## TASK STATEMENT
Set down every entry once more, character for character.

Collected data
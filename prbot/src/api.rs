//! Platform seam: the subset of the GitHub API the bot acts through.
//!
//! Core logic only ever talks to [`ApiClient`], so tests can swap in a
//! recording fake while production wires [`GithubApi`] over the real client.

use crate::{models::MergeStrategy, Result};
use async_trait::async_trait;
use github::{
    CheckRun, CommitStatusState, PullRequest, ReactionType, Repository, ReviewDecision,
};

#[async_trait]
pub trait ApiClient: Send + Sync {
    /// Upgrade client authentication so it can act on the given repository
    /// (app → installation token exchange).
    async fn ensure_installation(&self, owner: &str, name: &str) -> Result<()>;

    async fn repository(&self, owner: &str, name: &str) -> Result<Repository>;

    async fn pull_request(&self, owner: &str, name: &str, number: u64) -> Result<PullRequest>;

    async fn check_runs(&self, owner: &str, name: &str, sha: &str) -> Result<Vec<CheckRun>>;

    async fn review_decision(
        &self,
        owner: &str,
        name: &str,
        number: u64,
    ) -> Result<Option<ReviewDecision>>;

    async fn merge_pull_request(
        &self,
        owner: &str,
        name: &str,
        number: u64,
        commit_title: &str,
        commit_message: &str,
        strategy: MergeStrategy,
    ) -> Result<()>;

    async fn labels(&self, owner: &str, name: &str, number: u64) -> Result<Vec<String>>;

    async fn add_labels(
        &self,
        owner: &str,
        name: &str,
        number: u64,
        labels: &[String],
    ) -> Result<()>;

    async fn replace_labels(
        &self,
        owner: &str,
        name: &str,
        number: u64,
        labels: &[String],
    ) -> Result<()>;

    async fn create_comment(
        &self,
        owner: &str,
        name: &str,
        number: u64,
        body: &str,
    ) -> Result<u64>;

    async fn update_comment(
        &self,
        owner: &str,
        name: &str,
        comment_id: u64,
        body: &str,
    ) -> Result<u64>;

    async fn add_reaction(
        &self,
        owner: &str,
        name: &str,
        comment_id: u64,
        reaction: ReactionType,
    ) -> Result<()>;

    async fn add_reviewers(
        &self,
        owner: &str,
        name: &str,
        number: u64,
        reviewers: &[String],
    ) -> Result<()>;

    async fn remove_reviewers(
        &self,
        owner: &str,
        name: &str,
        number: u64,
        reviewers: &[String],
    ) -> Result<()>;

    async fn create_commit_status(
        &self,
        owner: &str,
        name: &str,
        sha: &str,
        state: CommitStatusState,
        context: &str,
        description: &str,
    ) -> Result<()>;
}

/// Live implementation over [`github::Client`].
pub struct GithubApi {
    client: github::Client,
}

impl GithubApi {
    pub fn new(client: github::Client) -> Self {
        Self { client }
    }
}

#[async_trait]
impl ApiClient for GithubApi {
    async fn ensure_installation(&self, owner: &str, name: &str) -> Result<()> {
        Ok(self.client.ensure_installation(owner, name).await?)
    }

    async fn repository(&self, owner: &str, name: &str) -> Result<Repository> {
        Ok(self.client.repos().get(owner, name).await?)
    }

    async fn pull_request(&self, owner: &str, name: &str, number: u64) -> Result<PullRequest> {
        Ok(self.client.pulls().get(owner, name, number).await?)
    }

    async fn check_runs(&self, owner: &str, name: &str, sha: &str) -> Result<Vec<CheckRun>> {
        Ok(self.client.checks().list_for_commit(owner, name, sha).await?)
    }

    async fn review_decision(
        &self,
        owner: &str,
        name: &str,
        number: u64,
    ) -> Result<Option<ReviewDecision>> {
        Ok(self.client.pulls().review_decision(owner, name, number).await?)
    }

    async fn merge_pull_request(
        &self,
        owner: &str,
        name: &str,
        number: u64,
        commit_title: &str,
        commit_message: &str,
        strategy: MergeStrategy,
    ) -> Result<()> {
        Ok(self
            .client
            .pulls()
            .merge(owner, name, number, commit_title, commit_message, strategy.name())
            .await?)
    }

    async fn labels(&self, owner: &str, name: &str, number: u64) -> Result<Vec<String>> {
        Ok(self.client.issues().labels(owner, name, number).await?)
    }

    async fn add_labels(
        &self,
        owner: &str,
        name: &str,
        number: u64,
        labels: &[String],
    ) -> Result<()> {
        Ok(self.client.issues().add_labels(owner, name, number, labels).await?)
    }

    async fn replace_labels(
        &self,
        owner: &str,
        name: &str,
        number: u64,
        labels: &[String],
    ) -> Result<()> {
        Ok(self
            .client
            .issues()
            .replace_labels(owner, name, number, labels)
            .await?)
    }

    async fn create_comment(
        &self,
        owner: &str,
        name: &str,
        number: u64,
        body: &str,
    ) -> Result<u64> {
        Ok(self.client.issues().create_comment(owner, name, number, body).await?)
    }

    async fn update_comment(
        &self,
        owner: &str,
        name: &str,
        comment_id: u64,
        body: &str,
    ) -> Result<u64> {
        Ok(self
            .client
            .issues()
            .update_comment(owner, name, comment_id, body)
            .await?)
    }

    async fn add_reaction(
        &self,
        owner: &str,
        name: &str,
        comment_id: u64,
        reaction: ReactionType,
    ) -> Result<()> {
        Ok(self
            .client
            .reactions()
            .add_for_comment(owner, name, comment_id, reaction)
            .await?)
    }

    async fn add_reviewers(
        &self,
        owner: &str,
        name: &str,
        number: u64,
        reviewers: &[String],
    ) -> Result<()> {
        Ok(self
            .client
            .pulls()
            .add_reviewers(owner, name, number, reviewers)
            .await?)
    }

    async fn remove_reviewers(
        &self,
        owner: &str,
        name: &str,
        number: u64,
        reviewers: &[String],
    ) -> Result<()> {
        Ok(self
            .client
            .pulls()
            .remove_reviewers(owner, name, number, reviewers)
            .await?)
    }

    async fn create_commit_status(
        &self,
        owner: &str,
        name: &str,
        sha: &str,
        state: CommitStatusState,
        context: &str,
        description: &str,
    ) -> Result<()> {
        Ok(self
            .client
            .repos()
            .create_commit_status(owner, name, sha, state, context, description)
            .await?)
    }
}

## SOLUTION TO THIS TASK
filename prbot/src/api.rs
//! Platform seam: the subset of the GitHub API the bot acts through.
//!
//! Core logic only ever talks to [`ApiClient`], so tests can swap in a
//! recording fake while production wires [`GithubApi`] over the real client.

use crate::{models::MergeStrategy, Result};
use async_trait::async_trait;
use github::{
    CheckRun, CommitStatusState, PullRequest, ReactionType, Repository, ReviewDecision,
};

#[async_trait]
pub trait ApiClient: Send + Sync {
    /// Upgrade client authentication so it can act on the given repository
    /// (app → installation token exchange).
    async fn ensure_installation(&self, owner: &str, name: &str) -> Result<()>;

    async fn repository(&self, owner: &str, name: &str) -> Result<Repository>;

    async fn pull_request(&self, owner: &str, name: &str, number: u64) -> Result<PullRequest>;

    async fn check_runs(&self, owner: &str, name: &str, sha: &str) -> Result<Vec<CheckRun>>;

    async fn review_decision(
        &self,
        owner: &str,
        name: &str,
        number: u64,
    ) -> Result<Option<ReviewDecision>>;

    async fn merge_pull_request(
        &self,
        owner: &str,
        name: &str,
        number: u64,
        commit_title: &str,
        commit_message: &str,
        strategy: MergeStrategy,
    ) -> Result<()>;

    async fn labels(&self, owner: &str, name: &str, number: u64) -> Result<Vec<String>>;

    async fn add_labels(
        &self,
        owner: &str,
        name: &str,
        number: u64,
        labels: &[String],
    ) -> Result<()>;

    async fn replace_labels(
        &self,
        owner: &str,
        name: &str,
        number: u64,
        labels: &[String],
    ) -> Result<()>;

    async fn create_comment(
        &self,
        owner: &str,
        name: &str,
        number: u64,
        body: &str,
    ) -> Result<u64>;

    async fn update_comment(
        &self,
        owner: &str,
        name: &str,
        comment_id: u64,
        body: &str,
    ) -> Result<u64>;

    async fn add_reaction(
        &self,
        owner: &str,
        name: &str,
        comment_id: u64,
        reaction: ReactionType,
    ) -> Result<()>;

    async fn add_reviewers(
        &self,
        owner: &str,
        name: &str,
        number: u64,
        reviewers: &[String],
    ) -> Result<()>;

    async fn remove_reviewers(
        &self,
        owner: &str,
        name: &str,
        number: u64,
        reviewers: &[String],
    ) -> Result<()>;

    async fn create_commit_status(
        &self,
        owner: &str,
        name: &str,
        sha: &str,
        state: CommitStatusState,
        context: &str,
        description: &str,
    ) -> Result<()>;
}

/// Live implementation over [`github::Client`].
pub struct GithubApi {
    client: github::Client,
}

impl GithubApi {
    pub fn new(client: github::Client) -> Self {
        Self { client }
    }
}

#[async_trait]
impl ApiClient for GithubApi {
    async fn ensure_installation(&self, owner: &str, name: &str) -> Result<()> {
        Ok(self.client.ensure_installation(owner, name).await?)
    }

    async fn repository(&self, owner: &str, name: &str) -> Result<Repository> {
        Ok(self.client.repos().get(owner, name).await?)
    }

    async fn pull_request(&self, owner: &str, name: &str, number: u64) -> Result<PullRequest> {
        Ok(self.client.pulls().get(owner, name, number).await?)
    }

    async fn check_runs(&self, owner: &str, name: &str, sha: &str) -> Result<Vec<CheckRun>> {
        Ok(self.client.checks().list_for_commit(owner, name, sha).await?)
    }

    async fn review_decision(
        &self,
        owner: &str,
        name: &str,
        number: u64,
    ) -> Result<Option<ReviewDecision>> {
        Ok(self.client.pulls().review_decision(owner, name, number).await?)
    }

    async fn merge_pull_request(
        &self,
        owner: &str,
        name: &str,
        number: u64,
        commit_title: &str,
        commit_message: &str,
        strategy: MergeStrategy,
    ) -> Result<()> {
        Ok(self
            .client
            .pulls()
            .merge(owner, name, number, commit_title, commit_message, strategy.name())
            .await?)
    }

    async fn labels(&self, owner: &str, name: &str, number: u64) -> Result<Vec<String>> {
        Ok(self.client.issues().labels(owner, name, number).await?)
    }

    async fn add_labels(
        &self,
        owner: &str,
        name: &str,
        number: u64,
        labels: &[String],
    ) -> Result<()> {
        Ok(self.client.issues().add_labels(owner, name, number, labels).await?)
    }

    async fn replace_labels(
        &self,
        owner: &str,
        name: &str,
        number: u64,
        labels: &[String],
    ) -> Result<()> {
        Ok(self
            .client
            .issues()
            .replace_labels(owner, name, number, labels)
            .await?)
    }

    async fn create_comment(
        &self,
        owner: &str,
        name: &str,
        number: u64,
        body: &str,
    ) -> Result<u64> {
        Ok(self.client.issues().create_comment(owner, name, number, body).await?)
    }

    async fn update_comment(
        &self,
        owner: &str,
        name: &str,
        comment_id: u64,
        body: &str,
    ) -> Result<u64> {
        Ok(self
            .client
            .issues()
            .update_comment(owner, name, comment_id, body)
            .await?)
    }

    async fn add_reaction(
        &self,
        owner: &str,
        name: &str,
        comment_id: u64,
        reaction: ReactionType,
    ) -> Result<()> {
        Ok(self
            .client
            .reactions()
            .add_for_comment(owner, name, comment_id, reaction)
            .await?)
    }

    async fn add_reviewers(
        &self,
        owner: &str,
        name: &str,
        number: u64,
        reviewers: &[String],
    ) -> Result<()> {
        Ok(self
            .client
            .pulls()
            .add_reviewers(owner, name, number, reviewers)
            .await?)
    }

    async fn remove_reviewers(
        &self,
        owner: &str,
        name: &str,
        number: u64,
        reviewers: &[String],
    ) -> Result<()> {
        Ok(self
            .client
            .pulls()
            .remove_reviewers(owner, name, number, reviewers)
            .await?)
    }

    async fn create_commit_status(
        &self,
        owner: &str,
        name: &str,
        sha: &str,
        state: CommitStatusState,
        context: &str,
        description: &str,
    ) -> Result<()> {
        Ok(self
            .client
            .repos()
            .create_commit_status(owner, name, sha, state, context, description)
            .await?)
    }
}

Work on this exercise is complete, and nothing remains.